Data records:
:::::
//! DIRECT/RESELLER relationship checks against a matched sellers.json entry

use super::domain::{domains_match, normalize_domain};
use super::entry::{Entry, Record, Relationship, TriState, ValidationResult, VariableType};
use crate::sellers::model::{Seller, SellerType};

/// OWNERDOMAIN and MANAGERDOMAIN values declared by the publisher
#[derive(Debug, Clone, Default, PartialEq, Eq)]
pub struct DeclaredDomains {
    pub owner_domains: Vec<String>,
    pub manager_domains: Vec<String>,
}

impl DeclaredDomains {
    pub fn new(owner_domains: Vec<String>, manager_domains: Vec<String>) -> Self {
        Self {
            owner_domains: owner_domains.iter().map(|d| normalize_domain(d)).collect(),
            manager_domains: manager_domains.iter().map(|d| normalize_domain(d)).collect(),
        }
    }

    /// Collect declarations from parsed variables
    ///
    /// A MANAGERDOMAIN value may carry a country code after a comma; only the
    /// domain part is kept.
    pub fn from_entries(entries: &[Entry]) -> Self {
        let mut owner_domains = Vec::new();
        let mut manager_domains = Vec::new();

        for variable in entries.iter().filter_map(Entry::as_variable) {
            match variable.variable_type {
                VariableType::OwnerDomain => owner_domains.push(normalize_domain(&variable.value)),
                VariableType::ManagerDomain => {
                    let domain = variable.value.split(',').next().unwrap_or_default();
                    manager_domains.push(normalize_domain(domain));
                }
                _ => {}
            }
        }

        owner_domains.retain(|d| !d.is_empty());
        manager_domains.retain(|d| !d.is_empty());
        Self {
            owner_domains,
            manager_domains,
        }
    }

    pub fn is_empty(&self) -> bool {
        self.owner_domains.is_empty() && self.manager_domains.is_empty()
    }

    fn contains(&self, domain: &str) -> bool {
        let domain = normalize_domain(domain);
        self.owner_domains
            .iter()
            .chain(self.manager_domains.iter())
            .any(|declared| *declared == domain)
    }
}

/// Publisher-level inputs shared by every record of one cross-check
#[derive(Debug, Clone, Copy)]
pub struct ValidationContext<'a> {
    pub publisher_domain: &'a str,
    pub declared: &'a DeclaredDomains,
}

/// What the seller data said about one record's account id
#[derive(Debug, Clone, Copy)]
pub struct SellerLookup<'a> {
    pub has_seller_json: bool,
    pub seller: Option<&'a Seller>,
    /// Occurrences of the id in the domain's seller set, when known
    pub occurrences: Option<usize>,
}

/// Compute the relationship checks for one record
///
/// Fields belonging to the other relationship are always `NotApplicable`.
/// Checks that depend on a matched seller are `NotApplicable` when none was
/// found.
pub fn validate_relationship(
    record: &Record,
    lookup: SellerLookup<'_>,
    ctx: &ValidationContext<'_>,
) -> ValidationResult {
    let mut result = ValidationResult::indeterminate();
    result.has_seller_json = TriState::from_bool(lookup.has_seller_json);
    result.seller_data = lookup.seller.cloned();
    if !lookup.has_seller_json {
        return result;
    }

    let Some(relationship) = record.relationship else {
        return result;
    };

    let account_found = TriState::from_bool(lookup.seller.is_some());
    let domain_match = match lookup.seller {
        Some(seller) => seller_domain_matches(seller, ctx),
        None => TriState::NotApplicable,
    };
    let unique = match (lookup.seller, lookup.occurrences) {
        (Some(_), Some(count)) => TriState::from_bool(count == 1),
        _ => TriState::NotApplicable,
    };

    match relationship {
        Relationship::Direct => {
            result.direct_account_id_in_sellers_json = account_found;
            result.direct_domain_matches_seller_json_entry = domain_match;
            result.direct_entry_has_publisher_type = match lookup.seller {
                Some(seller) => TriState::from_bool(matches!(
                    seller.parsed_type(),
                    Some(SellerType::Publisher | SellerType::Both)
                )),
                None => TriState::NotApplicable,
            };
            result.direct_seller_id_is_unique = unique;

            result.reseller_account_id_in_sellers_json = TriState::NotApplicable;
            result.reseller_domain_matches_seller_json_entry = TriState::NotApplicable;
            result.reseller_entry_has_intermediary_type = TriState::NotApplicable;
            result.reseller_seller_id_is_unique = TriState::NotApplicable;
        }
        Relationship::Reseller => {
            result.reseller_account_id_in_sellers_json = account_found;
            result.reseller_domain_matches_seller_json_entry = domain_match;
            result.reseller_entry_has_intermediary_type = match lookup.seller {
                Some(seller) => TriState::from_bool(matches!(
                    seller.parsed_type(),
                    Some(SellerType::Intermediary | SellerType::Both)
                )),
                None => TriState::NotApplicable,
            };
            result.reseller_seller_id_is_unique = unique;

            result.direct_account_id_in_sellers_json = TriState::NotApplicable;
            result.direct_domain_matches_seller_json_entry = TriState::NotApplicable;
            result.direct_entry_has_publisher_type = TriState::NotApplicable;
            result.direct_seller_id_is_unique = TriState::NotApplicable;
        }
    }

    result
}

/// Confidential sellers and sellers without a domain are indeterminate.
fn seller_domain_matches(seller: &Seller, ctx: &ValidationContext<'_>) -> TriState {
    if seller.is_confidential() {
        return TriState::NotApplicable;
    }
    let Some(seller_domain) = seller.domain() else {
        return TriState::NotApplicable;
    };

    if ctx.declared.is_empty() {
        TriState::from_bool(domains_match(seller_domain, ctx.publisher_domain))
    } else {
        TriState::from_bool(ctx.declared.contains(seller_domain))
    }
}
:::::
Task objective: Reproduce the records above in full and with exact wording.

Response below:
//! DIRECT/RESELLER relationship checks against a matched sellers.json entry

use super::domain::{domains_match, normalize_domain};
use super::entry::{Entry, Record, Relationship, TriState, ValidationResult, VariableType};
use crate::sellers::model::{Seller, SellerType};

/// OWNERDOMAIN and MANAGERDOMAIN values declared by the publisher
#[derive(Debug, Clone, Default, PartialEq, Eq)]
pub struct DeclaredDomains {
    pub owner_domains: Vec<String>,
    pub manager_domains: Vec<String>,
}

impl DeclaredDomains {
    pub fn new(owner_domains: Vec<String>, manager_domains: Vec<String>) -> Self {
        Self {
            owner_domains: owner_domains.iter().map(|d| normalize_domain(d)).collect(),
            manager_domains: manager_domains.iter().map(|d| normalize_domain(d)).collect(),
        }
    }

    /// Collect declarations from parsed variables
    ///
    /// A MANAGERDOMAIN value may carry a country code after a comma; only the
    /// domain part is kept.
    pub fn from_entries(entries: &[Entry]) -> Self {
        let mut owner_domains = Vec::new();
        let mut manager_domains = Vec::new();

        for variable in entries.iter().filter_map(Entry::as_variable) {
            match variable.variable_type {
                VariableType::OwnerDomain => owner_domains.push(normalize_domain(&variable.value)),
                VariableType::ManagerDomain => {
                    let domain = variable.value.split(',').next().unwrap_or_default();
                    manager_domains.push(normalize_domain(domain));
                }
                _ => {}
            }
        }

        owner_domains.retain(|d| !d.is_empty());
        manager_domains.retain(|d| !d.is_empty());
        Self {
            owner_domains,
            manager_domains,
        }
    }

    pub fn is_empty(&self) -> bool {
        self.owner_domains.is_empty() && self.manager_domains.is_empty()
    }

    fn contains(&self, domain: &str) -> bool {
        let domain = normalize_domain(domain);
        self.owner_domains
            .iter()
            .chain(self.manager_domains.iter())
            .any(|declared| *declared == domain)
    }
}

/// Publisher-level inputs shared by every record of one cross-check
#[derive(Debug, Clone, Copy)]
pub struct ValidationContext<'a> {
    pub publisher_domain: &'a str,
    pub declared: &'a DeclaredDomains,
}

/// What the seller data said about one record's account id
#[derive(Debug, Clone, Copy)]
pub struct SellerLookup<'a> {
    pub has_seller_json: bool,
    pub seller: Option<&'a Seller>,
    /// Occurrences of the id in the domain's seller set, when known
    pub occurrences: Option<usize>,
}

/// Compute the relationship checks for one record
///
/// Fields belonging to the other relationship are always `NotApplicable`.
/// Checks that depend on a matched seller are `NotApplicable` when none was
/// found.
pub fn validate_relationship(
    record: &Record,
    lookup: SellerLookup<'_>,
    ctx: &ValidationContext<'_>,
) -> ValidationResult {
    let mut result = ValidationResult::indeterminate();
    result.has_seller_json = TriState::from_bool(lookup.has_seller_json);
    result.seller_data = lookup.seller.cloned();
    if !lookup.has_seller_json {
        return result;
    }

    let Some(relationship) = record.relationship else {
        return result;
    };

    let account_found = TriState::from_bool(lookup.seller.is_some());
    let domain_match = match lookup.seller {
        Some(seller) => seller_domain_matches(seller, ctx),
        None => TriState::NotApplicable,
    };
    let unique = match (lookup.seller, lookup.occurrences) {
        (Some(_), Some(count)) => TriState::from_bool(count == 1),
        _ => TriState::NotApplicable,
    };

    match relationship {
        Relationship::Direct => {
            result.direct_account_id_in_sellers_json = account_found;
            result.direct_domain_matches_seller_json_entry = domain_match;
            result.direct_entry_has_publisher_type = match lookup.seller {
                Some(seller) => TriState::from_bool(matches!(
                    seller.parsed_type(),
                    Some(SellerType::Publisher | SellerType::Both)
                )),
                None => TriState::NotApplicable,
            };
            result.direct_seller_id_is_unique = unique;

            result.reseller_account_id_in_sellers_json = TriState::NotApplicable;
            result.reseller_domain_matches_seller_json_entry = TriState::NotApplicable;
            result.reseller_entry_has_intermediary_type = TriState::NotApplicable;
            result.reseller_seller_id_is_unique = TriState::NotApplicable;
        }
        Relationship::Reseller => {
            result.reseller_account_id_in_sellers_json = account_found;
            result.reseller_domain_matches_seller_json_entry = domain_match;
            result.reseller_entry_has_intermediary_type = match lookup.seller {
                Some(seller) => TriState::from_bool(matches!(
                    seller.parsed_type(),
                    Some(SellerType::Intermediary | SellerType::Both)
                )),
                None => TriState::NotApplicable,
            };
            result.reseller_seller_id_is_unique = unique;

            result.direct_account_id_in_sellers_json = TriState::NotApplicable;
            result.direct_domain_matches_seller_json_entry = TriState::NotApplicable;
            result.direct_entry_has_publisher_type = TriState::NotApplicable;
            result.direct_seller_id_is_unique = TriState::NotApplicable;
        }
    }

    result
}

/// Confidential sellers and sellers without a domain are indeterminate.
fn seller_domain_matches(seller: &Seller, ctx: &ValidationContext<'_>) -> TriState {
    if seller.is_confidential() {
        return TriState::NotApplicable;
    }
    let Some(seller_domain) = seller.domain() else {
        return TriState::NotApplicable;
    };

    if ctx.declared.is_empty() {
        TriState::from_bool(domains_match(seller_domain, ctx.publisher_domain))
    } else {
        TriState::from_bool(ctx.declared.contains(seller_domain))
    }
}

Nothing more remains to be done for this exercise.